# [Work to complete]
Counting only lines that contain "named", how many are there in the records below? Give the figure alone.

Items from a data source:
//! Scene managers and the cameras they own.
//!
//! A scene manager is created from a named implementation and owns its
//! cameras; callers only hold transient references for configuration.

use std::collections::HashMap;
use std::str::FromStr;

use crate::camera::Camera;

/// Errors from scene manager operations.
#[derive(Debug, thiserror::Error)]
pub enum SceneError {
    /// The requested scene manager implementation is not registered.
    #[error("unknown scene manager implementation `{0}`")]
    UnknownKind(String),

    /// A camera with this name already exists in the scene manager.
    #[error("a camera named `{0}` already exists")]
    DuplicateCamera(String),
}

/// The registered scene manager implementations.
#[derive(Debug, Clone, Copy, PartialEq, Eq)]
pub enum SceneManagerKind {
    /// The default implementation with no spatial acceleration.
    Generic,
    /// Octree-partitioned implementation.
    Octree,
}

impl FromStr for SceneManagerKind {
    type Err = SceneError;

    fn from_str(s: &str) -> Result<Self, Self::Err> {
        match s.to_ascii_lowercase().as_str() {
            "generic" => Ok(Self::Generic),
            "octree" => Ok(Self::Octree),
            _ => Err(SceneError::UnknownKind(s.to_string())),
        }
    }
}

/// A named scene manager owning its cameras.
#[derive(Debug)]
pub struct SceneManager {
    name: String,
    kind: SceneManagerKind,
    cameras: HashMap<String, Camera>,
}

impl SceneManager {
    /// Create a scene manager of the named implementation.
    pub fn create(kind: &str, name: &str) -> Result<Self, SceneError> {
        let kind = kind.parse()?;
        Ok(Self {
            name: name.to_string(),
            kind,
            cameras: HashMap::new(),
        })
    }

    /// The scene manager's name.
    pub fn name(&self) -> &str {
        &self.name
    }

    /// The implementation this scene manager was created from.
    pub fn kind(&self) -> SceneManagerKind {
        self.kind
    }

    /// Create a camera owned by this scene manager and return a reference
    /// for configuration.
    pub fn create_camera(&mut self, name: &str) -> Result<&mut Camera, SceneError> {
        if self.cameras.contains_key(name) {
            return Err(SceneError::DuplicateCamera(name.to_string()));
        }
        Ok(self
            .cameras
            .entry(name.to_string())
            .or_insert_with(Camera::default))
    }

    /// Look up a camera by name.
    pub fn camera(&self, name: &str) -> Option<&Camera> {
        self.cameras.get(name)
    }

    /// Look up a camera by name for mutation.
    pub fn camera_mut(&mut self, name: &str) -> Option<&mut Camera> {
        self.cameras.get_mut(name)
    }

    /// Iterate over all cameras for bulk updates (e.g. aspect ratio on
    /// window resize).
    pub fn cameras_mut(&mut self) -> impl Iterator<Item = &mut Camera> {
        self.cameras.values_mut()
    }
}

#[cfg(test)]
mod tests {
    use super::*;
    use glam::Vec3;

    #[test]
    fn test_known_kinds_parse() {
        assert_eq!(
            "generic".parse::<SceneManagerKind>().unwrap(),
            SceneManagerKind::Generic
        );
        assert_eq!(
            "Octree".parse::<SceneManagerKind>().unwrap(),
            SceneManagerKind::Octree
        );
    }

    #[test]
    fn test_unknown_kind_is_an_error() {
        let err = SceneManager::create("bsp", "primary").unwrap_err();
        assert!(matches!(err, SceneError::UnknownKind(kind) if kind == "bsp"));
    }

    #[test]
    fn test_create_camera_and_configure() {
        let mut scene = SceneManager::create("octree", "primary").unwrap();
        assert_eq!(scene.name(), "primary");
        assert_eq!(scene.kind(), SceneManagerKind::Octree);

        let camera = scene.create_camera("main_camera").unwrap();
        camera.position = Vec3::ZERO;
        camera.look_at(Vec3::new(0.0, 0.0, -300.0));
        camera.set_near_clip(5.0);

        let camera = scene.camera("main_camera").unwrap();
        assert_eq!(camera.position, Vec3::ZERO);
        assert_eq!(camera.near, 5.0);
        assert!((camera.forward() - Vec3::NEG_Z).length() < 1e-5);
    }

    #[test]
    fn test_duplicate_camera_name_is_an_error() {
        let mut scene = SceneManager::create("generic", "primary").unwrap();
        scene.create_camera("main_camera").unwrap();
        let err = scene.create_camera("main_camera").unwrap_err();
        assert!(matches!(err, SceneError::DuplicateCamera(name) if name == "main_camera"));
    }

    #[test]
    fn test_unknown_camera_lookup() {
        let scene = SceneManager::create("generic", "primary").unwrap();
        assert!(scene.camera("absent").is_none());
    }
}
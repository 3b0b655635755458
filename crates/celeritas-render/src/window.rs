//! Render window and viewports.

use std::sync::Arc;

use winit::window::Window;

/// A viewport binding a camera to a region of the render window.
///
/// Only full-window viewports exist here; a viewport carries the name of
/// the camera it renders from and the background color it clears to.
#[derive(Debug, Clone, PartialEq)]
pub struct Viewport {
    camera_name: String,
    background: wgpu::Color,
}

impl Viewport {
    /// Create a viewport bound to the named camera, clearing to black.
    pub fn new(camera_name: &str) -> Self {
        Self {
            camera_name: camera_name.to_string(),
            background: wgpu::Color::BLACK,
        }
    }

    /// The name of the camera this viewport renders from.
    pub fn camera_name(&self) -> &str {
        &self.camera_name
    }

    /// Set the background color the viewport clears to.
    pub fn set_background_colour(&mut self, colour: wgpu::Color) {
        self.background = colour;
    }

    /// The background color the viewport clears to.
    pub fn background_colour(&self) -> wgpu::Color {
        self.background
    }
}

/// The render window: owns the OS window handle and the attached viewports.
pub struct RenderWindow {
    window: Arc<Window>,
    viewports: Vec<Viewport>,
}

impl RenderWindow {
    /// Wrap an OS window.
    pub fn new(window: Arc<Window>) -> Self {
        Self {
            window,
            viewports: Vec::new(),
        }
    }

    /// Attach a viewport bound to the named camera and return it for
    /// configuration.
    pub fn add_viewport(&mut self, camera_name: &str) -> &mut Viewport {
        self.viewports.push(Viewport::new(camera_name));
        self.viewports.last_mut().unwrap()
    }

    /// The attached viewports, in attachment order.
    pub fn viewports(&self) -> &[Viewport] {
        &self.viewports
    }

    /// The underlying OS window handle.
    pub fn handle(&self) -> Arc<Window> {
        Arc::clone(&self.window)
    }

    /// Current physical size of the window.
    pub fn inner_size(&self) -> (u32, u32) {
        let size = self.window.inner_size();
        (size.width, size.height)
    }

    /// Request a redraw from the windowing system.
    pub fn request_redraw(&self) {
        self.window.request_redraw();
    }
}
//! Command-line argument parsing.

use std::path::PathBuf;

use clap::Parser;

use crate::Config;

/// Celeritas command-line arguments.
///
/// CLI values override settings restored from the engine configuration file.
#[derive(Parser, Debug, Default)]
#[command(name = "celeritas", about = "Celeritas bootstrap")]
pub struct CliArgs {
    /// Horizontal resolution.
    #[arg(long)]
    pub width: Option<u32>,

    /// Vertical resolution.
    #[arg(long)]
    pub height: Option<u32>,

    /// Start in fullscreen.
    #[arg(long)]
    pub fullscreen: Option<bool>,

    /// Log level (error, warn, info, debug, trace).
    #[arg(long)]
    pub log_level: Option<String>,

    /// Skip the configuration dialog and run with the stored settings.
    #[arg(long)]
    pub no_dialog: bool,

    /// Use this directory as the home directory (overrides HOME).
    #[arg(long)]
    pub home: Option<PathBuf>,
}

impl Config {
    /// Apply CLI overrides to a restored config.
    pub fn apply_cli_overrides(&mut self, args: &CliArgs) {
        if let Some(w) = args.width {
            self.video.resolution_x = w;
        }
        if let Some(h) = args.height {
            self.video.resolution_y = h;
        }
        if let Some(fs) = args.fullscreen {
            self.video.full_screen = fs;
        }
        if let Some(ref level) = args.log_level {
            self.debug.log_level = level.clone();
        }
    }
}

#[cfg(test)]
mod tests {
    use super::*;

    #[test]
    fn test_cli_override() {
        let mut config = Config::default();
        let args = CliArgs {
            width: Some(1280),
            height: None,
            fullscreen: Some(true),
            log_level: Some("debug".to_string()),
            ..CliArgs::default()
        };
        config.apply_cli_overrides(&args);
        assert_eq!(config.video.resolution_x, 1280);
        assert!(config.video.full_screen);
        assert_eq!(config.debug.log_level, "debug");
        // Non-overridden fields retain defaults.
        assert_eq!(config.video.resolution_y, 480);
    }

    #[test]
    fn test_cli_no_override() {
        let original = Config::default();
        let mut config = Config::default();
        config.apply_cli_overrides(&CliArgs::default());
        assert_eq!(config, original);
    }
}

# [Solution]
6